Your task:
Start the output with the opening line of the listing below and continue, reproducing each line exactly, up to and including the line that contains "keys them by".

'''

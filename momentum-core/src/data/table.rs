//! Provider response tables and close-column resolution.
//!
//! Providers do not agree on a column layout. A single-symbol response keys
//! columns by field name (`Close`); a multi-symbol response keys them by
//! `(field, symbol)`. `PriceTable` tags which layout arrived, and
//! [`PriceTable::resolve_close`] is the one place that turns either into
//! chronological close prices.

use super::provider::DataError;
use crate::domain::PricePoint;
use chrono::NaiveDate;
use std::fmt;
use tracing::debug;

const CLOSE_FIELD: &str = "Close";

/// Column key in a multi-symbol table.
#[derive(Debug, Clone, PartialEq, Eq)]
pub struct ColumnKey {
    pub field: String,
    pub symbol: String,
}

impl ColumnKey {
    pub fn new(field: impl Into<String>, symbol: impl Into<String>) -> Self {
        Self {
            field: field.into(),
            symbol: symbol.into(),
        }
    }
}

impl fmt::Display for ColumnKey {
    fn fmt(&self, f: &mut fmt::Formatter<'_>) -> fmt::Result {
        write!(f, "({}, {})", self.field, self.symbol)
    }
}

/// Date-indexed table whose columns carry a key of type `K`.
#[derive(Debug, Clone, PartialEq)]
pub struct Table<K> {
    dates: Vec<NaiveDate>,
    columns: Vec<(K, Vec<Option<f64>>)>,
}

/// Single-symbol layout: columns keyed by field name.
pub type FlatPriceTable = Table<String>;

/// Multi-symbol layout: columns keyed by `(field, symbol)`.
pub type KeyedPriceTable = Table<ColumnKey>;

impl<K> Table<K> {
    pub fn new(dates: Vec<NaiveDate>) -> Self {
        Self {
            dates,
            columns: Vec::new(),
        }
    }

    /// Append a column. Its length must match the date index.
    pub fn push_column(
        &mut self,
        key: impl Into<K>,
        values: Vec<Option<f64>>,
    ) -> Result<(), DataError> {
        if values.len() != self.dates.len() {
            return Err(DataError::ResponseFormatChanged(format!(
                "column has {} values for {} dates",
                values.len(),
                self.dates.len()
            )));
        }
        self.columns.push((key.into(), values));
        Ok(())
    }

    pub fn dates(&self) -> &[NaiveDate] {
        &self.dates
    }

    pub fn row_count(&self) -> usize {
        self.dates.len()
    }

    pub fn keys(&self) -> impl Iterator<Item = &K> {
        self.columns.iter().map(|(k, _)| k)
    }

    fn column_where(&self, pred: impl Fn(&K) -> bool) -> Option<&[Option<f64>]> {
        self.columns
            .iter()
            .find(|(k, _)| pred(k))
            .map(|(_, v)| v.as_slice())
    }
}

/// Provider response in one of the two supported layouts.
#[derive(Debug, Clone, PartialEq)]
pub enum PriceTable {
    Flat(FlatPriceTable),
    Keyed(KeyedPriceTable),
}

impl PriceTable {
    pub fn row_count(&self) -> usize {
        match self {
            PriceTable::Flat(t) => t.row_count(),
            PriceTable::Keyed(t) => t.row_count(),
        }
    }

    pub fn is_empty(&self) -> bool {
        self.row_count() == 0
    }

    /// Select the close-price column belonging to `symbol` and return its
    /// defined values as date-sorted points, first occurrence winning on
    /// duplicate dates.
    ///
    /// Flat tables use their `Close` column regardless of `symbol`. Keyed
    /// tables use the `(Close, symbol)` column. Field and symbol matching is
    /// ASCII case-insensitive. `Adj Close` is never substituted.
    pub fn resolve_close(&self, symbol: &str) -> Result<Vec<PricePoint>, DataError> {
        let unresolved = |detail: String| DataError::ColumnResolution {
            symbol: symbol.to_string(),
            detail,
        };

        let (dates, closes) = match self {
            PriceTable::Flat(t) => {
                let closes = t
                    .column_where(|k| k.eq_ignore_ascii_case(CLOSE_FIELD))
                    .ok_or_else(|| {
                        let fields: Vec<&str> = t.keys().map(String::as_str).collect();
                        unresolved(format!("no Close column among [{}]", fields.join(", ")))
                    })?;
                (t.dates(), closes)
            }
            PriceTable::Keyed(t) => {
                let closes = t
                    .column_where(|k| {
                        k.field.eq_ignore_ascii_case(CLOSE_FIELD)
                            && k.symbol.eq_ignore_ascii_case(symbol)
                    })
                    .ok_or_else(|| {
                        let close_symbols: Vec<&str> = t
                            .keys()
                            .filter(|k| k.field.eq_ignore_ascii_case(CLOSE_FIELD))
                            .map(|k| k.symbol.as_str())
                            .collect();
                        if close_symbols.is_empty() {
                            unresolved("keyed table has no Close field".into())
                        } else {
                            unresolved(format!(
                                "no (Close, {symbol}) column; Close is keyed for [{}]",
                                close_symbols.join(", ")
                            ))
                        }
                    })?;
                (t.dates(), closes)
            }
        };

        Ok(collect_points(dates, closes))
    }
}

impl From<FlatPriceTable> for PriceTable {
    fn from(t: FlatPriceTable) -> Self {
        PriceTable::Flat(t)
    }
}

impl From<KeyedPriceTable> for PriceTable {
    fn from(t: KeyedPriceTable) -> Self {
        PriceTable::Keyed(t)
    }
}

/// Pair dates with defined closes, sort, and drop duplicate dates.
fn collect_points(dates: &[NaiveDate], closes: &[Option<f64>]) -> Vec<PricePoint> {
    let mut points: Vec<PricePoint> = dates
        .iter()
        .zip(closes)
        .filter_map(|(&date, close)| match close {
            Some(c) if !c.is_nan() => Some(PricePoint::new(date, *c)),
            _ => None,
        })
        .collect();

    let missing = dates.len() - points.len();
    if missing > 0 {
        debug!(missing, "dropped rows without a close price");
    }

    // Stable sort keeps the provider's order among equal dates.
    points.sort_by_key(|p| p.date);
    let before = points.len();
    points.dedup_by_key(|p| p.date);
    if points.len() < before {
        debug!(duplicates = before - points.len(), "dropped duplicate dates");
    }

    points
}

'''

Response area:
filename momentum-core/src/data/table.rs
//! Provider response tables and close-column resolution.
//!
//! Providers do not agree on a column layout. A single-symbol response keys
//! columns by field name (`Close`); a multi-symbol response keys them by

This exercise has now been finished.